Texas Trust Money Management Advice

Money Management

Dealing with a Spouse’s Credit Issues

Congratulations! You and your new significant other determined you are physically and mentally compatible and you went ahead and tied the knot. But did you spend the time to assess your financial compatibility prior to the big event? After tying the knot, did you discover that your significant other has a history of bad credit? What do you do now? Below you will learn more about what credit is and how to deal with your spouse's credit issues.

Why Good Credit Is Important

A credit score is an overall assessment of how financially reliable or unreliable you are based on your credit report. When you are applying for a new loan or line of credit, whether it be a personal loan, auto loan, or even a credit card, it is reported to one of three national credit bureaus and added to your credit report. These credit bureaus also track your ability to repay debts both on time and in full.

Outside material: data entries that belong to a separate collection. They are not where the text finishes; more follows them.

//! gRPC server initialization and lifecycle management

use std::net::SocketAddr;
use std::sync::Arc;
use tokio::net::TcpListener;
use tokio::sync::watch;
use tokio_stream::wrappers::TcpListenerStream;
use tonic::transport::Server;

use super::proto::gateway::v1::gateway_server::GatewayServer;
use super::service::GatewayService;
use crate::client::InternalClient;
use crate::config::GatewayConfig;
use crate::error::{GatewayError, GatewayResult};
use crate::selector::Selector;

/// A bound gateway, ready to serve
pub struct Gateway {
    listener: TcpListener,
    client: Arc<InternalClient>,
    max_message_size: usize,
    shutdown_tx: Arc<watch::Sender<bool>>,
    shutdown_rx: watch::Receiver<bool>,
}

/// Stops a running [`Gateway`] gracefully
#[derive(Clone)]
pub struct StopHandle {
    tx: Arc<watch::Sender<bool>>,
}

impl StopHandle {
    pub fn stop(&self) {
        self.tx.send_replace(true);
    }
}

impl Gateway {
    /// Build the selector and client, then bind the listener.
    ///
    /// An invalid registry configuration fails before anything is bound.
    pub async fn bind(config: &GatewayConfig) -> GatewayResult<Self> {
        let selector = Selector::from_config(config.selector_config()?).await?;
        tracing::info!(
            registry = %config.registry.kind,
            selector = selector.name(),
            "Selector ready"
        );

        let client = InternalClient::new(Arc::new(selector), config.client.options());

        let listener = TcpListener::bind(&config.listen_addr)
            .await
            .map_err(|source| GatewayError::Bind {
                addr: config.listen_addr.clone(),
                source,
            })?;

        Ok(Self::from_parts(
            listener,
            Arc::new(client),
            config.max_message_size(),
        ))
    }

    /// Assemble a gateway from an already bound listener
    pub fn from_parts(
        listener: TcpListener,
        client: Arc<InternalClient>,
        max_message_size: usize,
    ) -> Self {
        let (shutdown_tx, shutdown_rx) = watch::channel(false);
        Self {
            listener,
            client,
            max_message_size,
            shutdown_tx: Arc::new(shutdown_tx),
            shutdown_rx,
        }
    }

    pub fn local_addr(&self) -> GatewayResult<SocketAddr> {
        self.listener
            .local_addr()
            .map_err(|e| GatewayError::Serve(e.to_string()))
    }

    pub fn client(&self) -> Arc<InternalClient> {
        self.client.clone()
    }

    pub fn stop_handle(&self) -> StopHandle {
        StopHandle {
            tx: self.shutdown_tx.clone(),
        }
    }

    /// Serve until [`StopHandle::stop`] is called
    pub async fn serve(self) -> GatewayResult<()> {
        let addr = self.local_addr()?;
        let service = GatewayService::new(self.client);

        // Enable gRPC reflection
        let file_descriptor_set: &[u8] = tonic::include_file_descriptor_set!("descriptor");
        let reflection_service = tonic_reflection::server::Builder::configure()
            .register_encoded_file_descriptor_set(file_descriptor_set)
            .build_v1()
            .map_err(|e| GatewayError::Serve(e.to_string()))?;

        tracing::info!(
            addr = %addr,
            max_message_bytes = self.max_message_size,
            "Starting gRPC gateway"
        );

        let mut shutdown_rx = self.shutdown_rx;
        let shutdown = async move {
            // Sender lives in self and every StopHandle, so this only ends on stop()
            let _ = shutdown_rx.wait_for(|stopped| *stopped).await;
            tracing::info!("Gateway shutting down");
        };

        Server::builder()
            .add_service(
                GatewayServer::new(service)
                    .max_decoding_message_size(self.max_message_size)
                    .max_encoding_message_size(self.max_message_size),
            )
            .add_service(reflection_service)
            .serve_with_incoming_shutdown(TcpListenerStream::new(self.listener), shutdown)
            .await
            .map_err(|e| GatewayError::Serve(e.to_string()))?;

        Ok(())
    }
}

Having good credit comes into play with many aspects of life. If you wish to purchase a new home or vehicle, a lender will assess your credit report to determine if you are a reliable borrower or not. Also, when doing things such as apartment hunting, the prospective landlord may run a credit check to determine if you can pay your bills on time. A future employer may even run a credit check to determine if you are dependable.

Will My Credit Be Affected?

Simply enough, no.

When two people are married, their previous credit history remains their own. Your spouse's credit score does not directly affect your credit score and vice versa. It does, however, affect your future finances and debts and credit purchases you take on jointly.

So, any debts you take on jointly will appear on both you and your spouse's credit reports. If you and your spouse are applying for a loan together, especially when purchasing a home, and one of you has a low credit score while the other has a much higher score, it may be beneficial to apply with only one of you instead of both. When applying with a spouse with bad credit, you may not be approved for the amount desired or might end up paying a much higher interest rate.

Identify the Issues

It is not uncommon for couples to avoid the discussion of finances, especially before they are married. If you tie the knot and have yet to have a discussion on finances, now is the time to do so. If you or your spouse have credit issues, it is imperative to keep an open mind and try not to judge their past choices. It is essential to understand why your spouse has credit problems to help them identify and attack the source.

To figure out where you stand, obtain a copy of both of your credit reports. Take a thorough look over each credit report to determine what led to either your's or your spouse's credit issues. Was it overspending, the loss of a job, or an emergency? Getting to the root of the cause will help you immensely along the way.

Plan of Attack

To repair damages, you must first learn the ins and outs of what caused them. When reviewing credit reports, make a list of all collections accounts available and the payoff amount for each. Work to pay off each of these debts, either in small amounts of each consecutively or one at a time if it is easier that way.

Reduce credit card balances to 30% or less of the total credit limit. Keeping credit card balances to 30% or less of the card's total limit shows lenders that you can maintain a healthy balance between borrowing and paying off debts.

In repairing the damages done to your credit report, one of the options you may want to pursue is to seek out help from a professional credit repair company. These experts spend every day helping others just like you and your spouse, maybe even those who are worse off. A credit repair specialist can make recommendations and help you establish a plan to get you in good standing with credit bureaus.

Below are a few tips to aiding in the repair of your spouse's bad credit:

  • Establish a household budget and stick to it.
  • Build an emergency fund.
  • Create a plan to pay off all debts.
  • Share a credit card account, or make your spouse an authorized user on your credit card. Use your good credit to boost theirs.
  • Open a secure credit card. This line of credit is great for those with bad credit or no credit. A cash deposit of equal or less value than the credit limit available needs to be issued.

Do not let a significant other's credit history scare you off. Unless the two of you apply for a joint line of credit, your credit will not be affected in any way. Help your spouse build their credit so the two of you can enjoy all that life has to offer.

Please note, information and interactive calculators are made available to you as self-help tools for your independent use and are intended for illustrative purposes only. We cannot and do not guarantee their applicability or accuracy in regards to your individual circumstances. All examples are hypothetical and are for illustrative purposes. We encourage you to seek personalized advice from qualified professionals regarding all personal finance issues.